TMLR Journal 2026 Journal Article
Generalizing Coverage Plots for Simulation-based Inference
- Maximilian Lipp
- Benjamin Kurt Miller
- Lyubov Amitonova
- Patrick Forré
Simulation-based inference (SBI) aims to find the probabilistic inverse of a non-linear function by fitting the posterior with a generative model on samples. Applications demand accurate uncertainty quantification, which can be difficult to achieve and verify. Since the ground truth model is implicitly defined in SBI, we cannot compute likelihood values nor draw samples from the posterior. This renders two-sample testing against the posterior impossible for any practical use and calls for proxy verification methods such as expected coverage testing.

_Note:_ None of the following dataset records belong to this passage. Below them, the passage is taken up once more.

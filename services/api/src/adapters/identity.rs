//! services/api/src/adapters/identity.rs
//!
//! HS256 JWT implementation of the `IdentityProvider` port. Access and refresh
//! tokens share the signing key and are told apart by their `kind` claim.

use chrono::{Duration, Utc};
use jsonwebtoken::{Algorithm, DecodingKey, EncodingKey, Header, Validation};
use serde::{Deserialize, Serialize};
use snore_core::domain::TokenPair;
use snore_core::ports::{IdentityProvider, PortError, PortResult};
use tracing::debug;
use uuid::Uuid;

#[derive(Debug, Clone, Copy, PartialEq, Eq, Serialize, Deserialize)]
#[serde(rename_all = "snake_case")]
enum TokenKind {
    Access,
    Refresh,
}

#[derive(Debug, Serialize, Deserialize)]
struct Claims {
    /// Subject: the user id as a UUID string.
    sub: String,
    iat: i64,
    exp: i64,
    kind: TokenKind,
}

pub struct JwtIdentityAdapter {
    encoding_key: EncodingKey,
    decoding_key: DecodingKey,
    access_ttl: Duration,
    refresh_ttl: Duration,
}

impl JwtIdentityAdapter {
    pub fn new(secret: &str, access_ttl: Duration, refresh_ttl: Duration) -> Self {
        Self {
            encoding_key: EncodingKey::from_secret(secret.as_bytes()),
            decoding_key: DecodingKey::from_secret(secret.as_bytes()),
            access_ttl,
            refresh_ttl,
        }
    }

    fn issue(&self, user_id: Uuid, kind: TokenKind, ttl: Duration) -> PortResult<String> {
        let now = Utc::now();
        let expires = now
            .checked_add_signed(ttl)
            .ok_or_else(|| PortError::Unexpected("token lifetime out of range".to_string()))?;
        let claims = Claims {
            sub: user_id.to_string(),
            iat: now.timestamp(),
            exp: expires.timestamp(),
            kind,
        };
        jsonwebtoken::encode(&Header::new(Algorithm::HS256), &claims, &self.encoding_key)
            .map_err(|e| PortError::Unexpected(format!("JWT encode: {}", e)))
    }

    fn verify(&self, token: &str, expected: TokenKind) -> PortResult<Uuid> {
        let mut validation = Validation::new(Algorithm::HS256);
        validation.set_required_spec_claims(&["sub", "exp"]);

        let claims = jsonwebtoken::decode::<Claims>(token, &self.decoding_key, &validation)
            .map(|data| data.claims)
            .map_err(|e| {
                debug!("Rejected token: {}", e);
                PortError::Unauthorized
            })?;
        if claims.kind != expected {
            return Err(PortError::Unauthorized);
        }
        Uuid::parse_str(&claims.sub).map_err(|_| PortError::Unauthorized)
    }
}

impl IdentityProvider for JwtIdentityAdapter {
    fn issue_tokens(&self, user_id: Uuid) -> PortResult<TokenPair> {
        Ok(TokenPair {
            access_token: self.issue(user_id, TokenKind::Access, self.access_ttl)?,
            refresh_token: self.issue(user_id, TokenKind::Refresh, self.refresh_ttl)?,
        })
    }

    fn verify_access(&self, token: &str) -> PortResult<Uuid> {
        self.verify(token, TokenKind::Access)
    }

    fn verify_refresh(&self, token: &str) -> PortResult<Uuid> {
        self.verify(token, TokenKind::Refresh)
    }
}

#[cfg(test)]
mod tests {
    use super::*;

    fn adapter(secret: &str) -> JwtIdentityAdapter {
        JwtIdentityAdapter::new(secret, Duration::minutes(60), Duration::days(7))
    }

    #[test]
    fn jwt_roundtrip() {
        let identity = adapter("test-secret");
        let user_id = Uuid::new_v4();
        let tokens = identity.issue_tokens(user_id).unwrap();

        assert_eq!(identity.verify_access(&tokens.access_token).unwrap(), user_id);
        assert_eq!(identity.verify_refresh(&tokens.refresh_token).unwrap(), user_id);
    }

    #[test]
    fn token_kinds_are_not_interchangeable() {
        let identity = adapter("test-secret");
        let tokens = identity.issue_tokens(Uuid::new_v4()).unwrap();

        assert!(matches!(
            identity.verify_access(&tokens.refresh_token),
            Err(PortError::Unauthorized)
        ));
        assert!(matches!(
            identity.verify_refresh(&tokens.access_token),
            Err(PortError::Unauthorized)
        ));
    }

    #[test]
    fn foreign_signature_is_rejected() {
        let tokens = adapter("one").issue_tokens(Uuid::new_v4()).unwrap();
        assert!(adapter("two").verify_access(&tokens.access_token).is_err());
        assert!(adapter("one").verify_access("not.a.jwt").is_err());
    }

    #[test]
    fn unrepresentable_expiry_is_an_error() {
        let far = Duration::try_days(100_000_000).unwrap();
        let identity = JwtIdentityAdapter::new("s", Duration::minutes(60), far);
        assert!(matches!(
            identity.issue_tokens(Uuid::new_v4()),
            Err(PortError::Unexpected(_))
        ));
    }

    #[test]
    fn expired_token_is_rejected() {
        let identity = JwtIdentityAdapter::new("s", Duration::minutes(-10), Duration::days(7));
        let tokens = identity.issue_tokens(Uuid::new_v4()).unwrap();
        assert!(matches!(
            identity.verify_access(&tokens.access_token),
            Err(PortError::Unauthorized)
        ));
    }
}
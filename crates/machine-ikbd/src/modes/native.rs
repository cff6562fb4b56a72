use embedded_hal::delay::DelayNs;
use ikbd_core::Clock;

use super::{Halt, Link, LoopControl, ModeLoop, halt_on};
use crate::board::{Board, KeyboardSource};
use crate::reset::ResetLineWatch;

/// The original keyboard is connected straight through. The loop only
/// watches for requests to leave.
pub struct NativeLoop<B, C, D> {
    link: Link<B, C, D>,
    reset_watch: ResetLineWatch<C>,
}

impl<B: Board, C: Clock + Clone, D: DelayNs> NativeLoop<B, C, D> {
    pub fn new(mut link: Link<B, C, D>) -> Self {
        log::info!("Entering native keyboard mode");
        link.select_source(KeyboardSource::Native);
        let level = link.board_mut().reset_line();
        let reset_watch = ResetLineWatch::new(link.clock().clone(), level);
        Self { link, reset_watch }
    }

    #[must_use]
    pub fn link(&self) -> &Link<B, C, D> {
        &self.link
    }

    pub fn link_mut(&mut self) -> &mut Link<B, C, D> {
        &mut self.link
    }
}

impl<B: Board, C: Clock + Clone, D: DelayNs> ModeLoop for NativeLoop<B, C, D> {
    fn poll(&mut self) -> LoopControl {
        halt_on!(self.link.config_requested_at_start());

        let level = self.link.watch_reset_line();
        if self.reset_watch.sample(level) {
            log::info!("RESET change within config window. Entering configuration.");
            self.link.launch_config();
            return LoopControl::Halt(Halt::Configuration);
        }
        halt_on!(self.link.watch_config_line());

        self.link.handle_rx();
        self.link.handle_reset_sequence()
    }
}

#[cfg(test)]
mod tests {
    use super::*;
    use crate::board::VirtualBoard;
    use crate::modes::testing::rig;
    use crate::ports::IkbdState;

    #[test]
    fn selects_native_source() {
        let rig = rig(VirtualBoard::new(), IkbdState::default());
        let mode = NativeLoop::new(rig.link);
        assert_eq!(mode.link().board().source(), KeyboardSource::Native);
    }

    #[test]
    fn reset_release_in_window_enters_configuration() {
        let mut board = VirtualBoard::new();
        board.reset = true;
        let rig = rig(board, IkbdState::default());
        let clock = rig.clock.clone();
        let mut mode = NativeLoop::new(rig.link);
        assert_eq!(mode.poll(), LoopControl::Continue);
        clock.advance(15_000_000);
        mode.link_mut().board_mut().reset = false;
        assert_eq!(mode.poll(), LoopControl::Halt(Halt::Configuration));
        assert!(mode.link().core().is_stopped());
    }

    #[test]
    fn early_reset_release_keeps_running() {
        let mut board = VirtualBoard::new();
        board.reset = true;
        let rig = rig(board, IkbdState::default());
        let clock = rig.clock.clone();
        let mut mode = NativeLoop::new(rig.link);
        clock.advance(500_000);
        mode.link_mut().board_mut().reset = false;
        assert_eq!(mode.poll(), LoopControl::Continue);
        assert_eq!(mode.link().board().source(), KeyboardSource::Native);
    }

    #[test]
    fn config_press_launches_configuration() {
        let rig = rig(VirtualBoard::new(), IkbdState::default());
        let mut mode = NativeLoop::new(rig.link);
        mode.link_mut().board_mut().config = true;
        assert_eq!(mode.poll(), LoopControl::Halt(Halt::Configuration));
        assert_eq!(mode.link().board().source(), KeyboardSource::Both);
    }
}
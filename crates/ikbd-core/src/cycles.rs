//! Machine-cycle counts.

/// A count of HD6301 E-clock cycles.
///
/// The IKBD runs its E clock at 1 MHz, so one cycle is one microsecond of
/// emulated time.
#[derive(Debug, Clone, Copy, PartialEq, Eq, PartialOrd, Ord, Hash, Default)]
pub struct Cycles(pub u64);

impl Cycles {
    pub const ZERO: Self = Self(0);

    #[must_use]
    pub const fn new(count: u64) -> Self {
        Self(count)
    }

    #[must_use]
    pub const fn get(self) -> u64 {
        self.0
    }
}

impl From<u8> for Cycles {
    fn from(count: u8) -> Self {
        Self(u64::from(count))
    }
}

impl core::ops::Add for Cycles {
    type Output = Self;

    fn add(self, rhs: Self) -> Self {
        Self(self.0 + rhs.0)
    }
}

impl core::ops::AddAssign for Cycles {
    fn add_assign(&mut self, rhs: Self) {
        self.0 += rhs.0;
    }
}

impl core::ops::Sub for Cycles {
    type Output = Self;

    fn sub(self, rhs: Self) -> Self {
        Self(self.0.saturating_sub(rhs.0))
    }
}
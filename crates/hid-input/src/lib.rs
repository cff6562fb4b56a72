//! HID report pipeline.
//!
//! USB host reports and Bluetooth controller data arrive here and leave as
//! three kinds of update: keys in the shared [`KeyStateTable`], mouse
//! deltas and buttons, and joystick fire/axis bits. The mouse and joystick
//! halves go through an [`InputSink`] so the pipeline does not own the
//! emulators it drives.
//!
//! [`KeyStateTable`]: atari_st_keyboard::KeyStateTable

pub mod bluetooth;
mod keyboard;
mod mouse;
mod ring;
pub mod usb;

pub use keyboard::{KeyboardPipeline, KeyboardReport};
pub use mouse::MouseButtons;
pub use ring::{HID_INTERFACE_RING_CAPACITY, HidInterface, HidInterfaceRing};

/// Where decoded pointer and joystick input goes.
pub trait InputSink {
    /// A relative mouse movement with the current button state.
    fn update_mouse(&mut self, dx: i16, dy: i16, left: bool, right: bool);

    /// Joystick state in port 0 encoding: fire bit 1, axis in the low
    /// nibble.
    fn set_joystick_state(&mut self, fire: u8, axis: u8);
}

impl<S: InputSink + ?Sized> InputSink for &mut S {
    fn update_mouse(&mut self, dx: i16, dy: i16, left: bool, right: bool) {
        (**self).update_mouse(dx, dy, left, right);
    }

    fn set_joystick_state(&mut self, fire: u8, axis: u8) {
        (**self).set_joystick_state(fire, axis);
    }
}

#[cfg(test)]
pub(crate) mod testing {
    use super::InputSink;

    /// Records everything the pipeline emits.
    #[derive(Debug, Default)]
    pub struct RecordingSink {
        pub mouse: Vec<(i16, i16, bool, bool)>,
        pub joystick: Vec<(u8, u8)>,
    }

    impl InputSink for RecordingSink {
        fn update_mouse(&mut self, dx: i16, dy: i16, left: bool, right: bool) {
            self.mouse.push((dx, dy, left, right));
        }

        fn set_joystick_state(&mut self, fire: u8, axis: u8) {
            self.joystick.push((fire, axis));
        }
    }
}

We introduce a differentiable objective that encourages coverage in the generative model by parameterizing the dual form of the total variation norm with neural networks. However, we find that coverage tests can easily report a good fit when the approximant deviates significantly from the target distribution and give strong empirical evidence and theoretical arguments why the expected coverage plot is, in general, not a reliable indicator of posterior fit. To address this matter, we introduce a new ratio coverage plot as a better alternative to coverage, which is not susceptible to the same blind spots. It comes at the price of estimating a ratio between our model and the ground truth posterior, which can be done using standard algorithms. We provide experimental results that back up this claim, and provide multiple algorithms for estimating ratio coverage.